De manera inesperada, en el renglón
intermedio de un párrafo, aparece la frase que nos hace detener la
lectura, tomar aliento, tratar de memorizarla. Y después seguir.
Escalar ese manifiesto de vida y de ideas acerca de la literatura. Del rechazo a
esa necesidad que se siente de clasificar no sólo la literatura de
determinado sitio, sino la realidad toda.
Mi esposa Cristina también es europea, y a todas las cosas raras que yo le cuento sobre mi juventud en Argentina las resuelve de dos maneras: o me dice 'eres un mentiroso', o me dice 'eso es realismo mágico'. En el fondo odio bastante ese prejuicio. ¿Por qué si un asiático levita es yoga, pero si levita un colombiano es un cuento de García Márquez? ¿Por qué si un hindú prescinde de los ahorros de toda su vida es ascetismo, y si lo hace un argentino es corralito?

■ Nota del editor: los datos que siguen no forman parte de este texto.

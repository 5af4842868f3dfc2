//! Thread state store contract and adapters.

use async_trait::async_trait;
use skein_contract::{AgentError, ExecutionState};
use thiserror::Error;

mod memory;
mod traits;

pub use memory::MemoryThreadStore;
pub use traits::{ThreadStateStore, ThreadStoreError};
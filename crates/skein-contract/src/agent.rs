use async_trait::async_trait;
use futures::stream::BoxStream;
use serde::{Deserialize, Serialize};
use serde_json::Value;

use crate::action::ActionDescriptor;
use crate::error::AgentError;
use crate::message::Message;
use crate::meta::MetaEvent;
use crate::state::ExecutionState;

/// Lazy sequence of newline-terminated wire event strings produced by one
/// run. An error ends the stream as its final item, after the matching
/// error wire event has been yielded.
pub type EventStream = BoxStream<'static, Result<String, AgentError>>;

/// Registry-facing description of an agent instance.
#[derive(Debug, Clone, Serialize, Deserialize, PartialEq)]
pub struct AgentDescriptor {
    /// Agent name.
    pub name: String,
    /// Agent description.
    #[serde(skip_serializing_if = "Option::is_none")]
    pub description: Option<String>,
    /// Backend family that produced this adapter instance.
    #[serde(rename = "type")]
    pub family: String,
}

/// Request to execute one run against a thread.
#[derive(Debug, Clone, Default, Serialize, Deserialize)]
pub struct ExecuteRequest {
    /// Thread identifier.
    #[serde(rename = "threadId")]
    pub thread_id: String,
    /// Conversation messages, canonical form.
    #[serde(default)]
    pub messages: Vec<Message>,
    /// Prior execution state for the thread.
    #[serde(default)]
    pub state: Value,
    /// Opaque per-run configuration.
    #[serde(skip_serializing_if = "Option::is_none")]
    pub config: Option<Value>,
    /// Actions available to the backend for this run.
    #[serde(default)]
    pub actions: Vec<ActionDescriptor>,
    /// Meta events forwarded by the outer runtime.
    #[serde(rename = "metaEvents", default)]
    pub meta_events: Vec<MetaEvent>,
}

impl ExecuteRequest {
    /// Create a request for the given thread and messages.
    pub fn new(thread_id: impl Into<String>, messages: Vec<Message>) -> Self {
        Self {
            thread_id: thread_id.into(),
            messages,
            ..Default::default()
        }
    }

    /// Set the prior execution state.
    #[must_use]
    pub fn with_state(mut self, state: Value) -> Self {
        self.state = state;
        self
    }

    /// Set the available actions.
    #[must_use]
    pub fn with_actions(mut self, actions: Vec<ActionDescriptor>) -> Self {
        self.actions = actions;
        self
    }

    /// Set the per-run configuration.
    #[must_use]
    pub fn with_config(mut self, config: Value) -> Self {
        self.config = Some(config);
        self
    }

    /// Set the forwarded meta events.
    #[must_use]
    pub fn with_meta_events(mut self, meta_events: Vec<MetaEvent>) -> Self {
        self.meta_events = meta_events;
        self
    }
}

/// Snapshot of a thread's stored state, message history split out in
/// canonical form.
#[derive(Debug, Clone, Serialize, Deserialize, PartialEq)]
pub struct ThreadStateSnapshot {
    /// Thread identifier as queried.
    #[serde(rename = "threadId")]
    pub thread_id: String,
    /// Whether the store holds non-empty state for this thread.
    #[serde(rename = "threadExists")]
    pub thread_exists: bool,
    /// Stored state without its `messages` entry.
    pub state: ExecutionState,
    /// Message history, canonical form.
    pub messages: Vec<Message>,
}

impl ThreadStateSnapshot {
    /// Snapshot for a thread the store does not know.
    pub fn missing(thread_id: impl Into<String>) -> Self {
        Self {
            thread_id: thread_id.into(),
            thread_exists: false,
            state: ExecutionState::new(),
            messages: Vec::new(),
        }
    }
}

/// An agent backend adapter: executes runs and answers thread queries.
#[async_trait]
pub trait Agent: Send + Sync {
    /// Agent name, unique within the hosting registry.
    fn name(&self) -> &str;

    /// Agent description.
    fn description(&self) -> Option<&str> {
        None
    }

    /// Backend family identifier (the descriptor `type` field).
    fn family(&self) -> &'static str;

    /// Registry-facing descriptor.
    fn descriptor(&self) -> AgentDescriptor {
        AgentDescriptor {
            name: self.name().to_string(),
            description: self.description().map(str::to_string),
            family: self.family().to_string(),
        }
    }

    /// Start one run. Returns immediately with the lazy event sequence;
    /// all work happens as the caller consumes it.
    fn execute(&self, request: ExecuteRequest) -> EventStream;

    /// Current stored state for a thread.
    async fn get_state(&self, thread_id: &str) -> Result<ThreadStateSnapshot, AgentError>;
}
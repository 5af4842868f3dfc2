use serde::{Deserialize, Serialize};
use serde_json::Value;

/// An action the caller makes available to the backend for one run.
///
/// Owned by the caller and passed through unmodified; the parameter spec is
/// an opaque JSON-schema-like value.
#[derive(Debug, Clone, Serialize, Deserialize, PartialEq)]
pub struct ActionDescriptor {
    /// Action name.
    pub name: String,
    /// Action description.
    #[serde(skip_serializing_if = "Option::is_none")]
    pub description: Option<String>,
    /// JSON Schema for action parameters.
    #[serde(skip_serializing_if = "Option::is_none")]
    pub parameters: Option<Value>,
}

impl ActionDescriptor {
    /// Create a new action descriptor.
    pub fn new(name: impl Into<String>) -> Self {
        Self {
            name: name.into(),
            description: None,
            parameters: None,
        }
    }

    /// Set the description.
    #[must_use]
    pub fn with_description(mut self, description: impl Into<String>) -> Self {
        self.description = Some(description.into());
        self
    }

    /// Set the JSON Schema parameters.
    #[must_use]
    pub fn with_parameters(mut self, parameters: Value) -> Self {
        self.parameters = Some(parameters);
        self
    }
}
use async_trait::async_trait;
use futures::stream::BoxStream;
use serde_json::Value;
use skein_contract::AgentError;
use thiserror::Error;

use crate::messages::ModelMessage;

/// Progress notification or final output from one backend run.
#[derive(Debug, Clone, PartialEq)]
pub enum RunEvent {
    /// Incremental progress. Payload shape is engine-specific.
    Delta(Value),
    /// Final output. Last event of a successful run.
    Output(Value),
}

/// Lazy, finite, non-restartable sequence of run events.
pub type RunStream = BoxStream<'static, Result<RunEvent, RuntimeError>>;

/// Errors raised by a loom engine.
#[derive(Debug, Error)]
pub enum RuntimeError {
    /// The engine rejected the run before producing any event.
    #[error("run rejected: {0}")]
    Rejected(String),

    /// The engine failed mid-run.
    #[error("run failed: {0}")]
    Failed(String),

    /// The run stream ended without a final output.
    #[error("run ended without a final output")]
    MissingOutput,
}

impl From<RuntimeError> for AgentError {
    fn from(err: RuntimeError) -> Self {
        AgentError::Runtime(err.to_string())
    }
}

/// Incremental run entry point of a loom engine.
///
/// One call is one run: zero-or-more `Delta` events followed by exactly one
/// `Output`. `history` is the prior conversation in native form, excluding
/// the prompt being run.
#[async_trait]
pub trait LoomRuntime: Send + Sync {
    async fn run_stream(
        &self,
        prompt: &str,
        history: Option<Vec<ModelMessage>>,
    ) -> Result<RunStream, RuntimeError>;
}
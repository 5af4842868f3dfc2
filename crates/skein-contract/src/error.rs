use thiserror::Error;

/// Errors from state merging.
#[derive(Debug, Error)]
pub enum StateError {
    /// The merge function rejected its inputs.
    #[error("state merge failed: {0}")]
    Merge(String),

    /// Run state was not a JSON object.
    #[error("execution state must be a JSON object, got {0}")]
    NotAnObject(&'static str),

    /// Serialization failed while building the merged state.
    #[error("state serialization failed: {0}")]
    Serialization(#[from] serde_json::Error),
}

/// Run-level failure surfaced by an agent.
///
/// Per-message conversion problems never reach this type; they are absorbed
/// inside the codec. Anything here ends the run: it is reported once as an
/// error wire event and once as the stream's final `Err` item.
#[derive(Debug, Error)]
pub enum AgentError {
    /// The configured state merger failed.
    #[error("state merge failed: {0}")]
    Merge(#[from] StateError),

    /// The backend engine failed before or during the run.
    #[error("backend run failed: {0}")]
    Runtime(String),

    /// A thread store adapter failed.
    #[error("thread store failed: {0}")]
    Store(String),
}

impl AgentError {
    /// Stable error kind used as the wire `type` field on error events.
    pub fn kind(&self) -> &'static str {
        match self {
            AgentError::Merge(_) => "MergeError",
            AgentError::Runtime(_) => "RuntimeError",
            AgentError::Store(_) => "StoreError",
        }
    }
}
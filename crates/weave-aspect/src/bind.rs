//! Bind interception: keeping bound references pointed at live advice
//!
//! A bound reference captures a method slot's current value. Attaching
//! advice later replaces that slot with a dispatcher, so the bound
//! reference would keep calling the stale function forever. Wrapping
//! the bind utility fixes this: every function bound through it is
//! swapped for a proxy that re-resolves through the identity-tag
//! registry on each call.

use weave_object::{CallError, CallResult, Function, Object, Value};

use crate::aspect::{Aspect, Handle};

impl Aspect {
    /// Intercept the `bind` method of a bind-like utility object.
    ///
    /// Implemented with this aspect's own before advice on
    /// `lib["bind"]`. On each bind call the function being bound is
    /// tagged (if it is not already) and replaced by a resolving proxy:
    /// at call time the proxy invokes the registry's live dispatcher
    /// for that tag, or the original function when no dispatcher is
    /// registered. Non-function first arguments pass through untouched.
    ///
    /// Multiple utilities can be wrapped independently; the returned
    /// handle's `remove` unwraps this one.
    pub fn wrap_bind(&self, lib: &Object) -> Handle {
        let counters = self.counters.clone();
        let registry = self.registry.clone();
        self.before(lib, "bind", move |_this, args| {
            let func = match args.first() {
                Some(Value::Function(f)) => f.clone(),
                _ => return Ok(None),
            };
            let tag = func.tag_or_insert_with(|| counters.fresh_tag());

            let proxy = {
                let registry = registry.clone();
                let original = func.clone();
                Function::native(move |this, call_args| match registry.lookup(tag) {
                    Some(dispatcher) => dispatcher.invoke(this, call_args),
                    None => original.call(this, call_args),
                })
            };
            // The proxy carries the original's tag so binding it again
            // (or advising a slot it was stored into) keeps resolving.
            proxy.set_tag(tag);

            let mut replaced = args.to_vec();
            replaced[0] = Value::Function(proxy);
            Ok(Some(replaced))
        })
    }
}

/// Build a minimal bind-like utility object.
///
/// Its `bind(func, receiver, partials...)` method returns a function
/// permanently attached to `receiver`, with any partial arguments
/// prepended to the call arguments.
pub fn bind_utility() -> Object {
    let lib = Object::new();
    lib.define_method("bind", |_this, args| {
        let func = args
            .first()
            .and_then(Value::as_function)
            .cloned()
            .ok_or_else(|| CallError::TypeError("bind: first argument must be a function".into()))?;
        let receiver = args.get(1).cloned().unwrap_or(Value::Undefined);
        let partials: Vec<Value> = args.get(2..).map(<[Value]>::to_vec).unwrap_or_default();

        Ok(Value::Function(Function::native(move |_this, call_args| {
            if partials.is_empty() {
                func.call(&receiver, call_args)
            } else {
                let mut full = partials.clone();
                full.extend_from_slice(call_args);
                func.call(&receiver, &full)
            }
        })))
    });
    lib
}

/// Rebind the named methods of `target` onto itself through `lib`'s
/// bind method, storing the bound functions as own slots.
///
/// This is the classic `bindAll` pattern; run it through a wrapped
/// utility and the rebound methods keep tracking advice.
pub fn bind_all(lib: &Object, target: &Object, names: &[&str]) -> CallResult<()> {
    for name in names {
        let method = target
            .get(name)
            .ok_or_else(|| CallError::NotCallable((*name).to_string()))?;
        let bound = lib.invoke("bind", &[method, Value::Object(target.clone())])?;
        target.set(*name, bound);
    }
    Ok(())
}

Hay mucho racismo intelectual en Europa.
De más está decir que les recomiendo
leer a este gordo entrañable. Sólo algo más, en lo cual se nota la
congruencia del autor: si les llamaron la atención los arbitrarios
subrayados que leyeron, pueden leer gratis y de manera legal, (en
estos tiempos de persecusiones digitales) los textos que dieron origen a este libro. Salud y digan “whisky”.
Hernán Casciari, El pibe que arruinaba
las fotos, Buenos Aires, 2009.
2 comentarios:
no quiero arruinar la estupenda reseña con alguna banalidad mia... yo extraño a mi papa hay cosas que te leo aqui y bueno....
orsai para mi.
ahora cuando rechaze a alguien dire mejor eso
es como expulsado no?
... *mejor se va*
O como "tomar ventaja", también. Abrazos, Jo.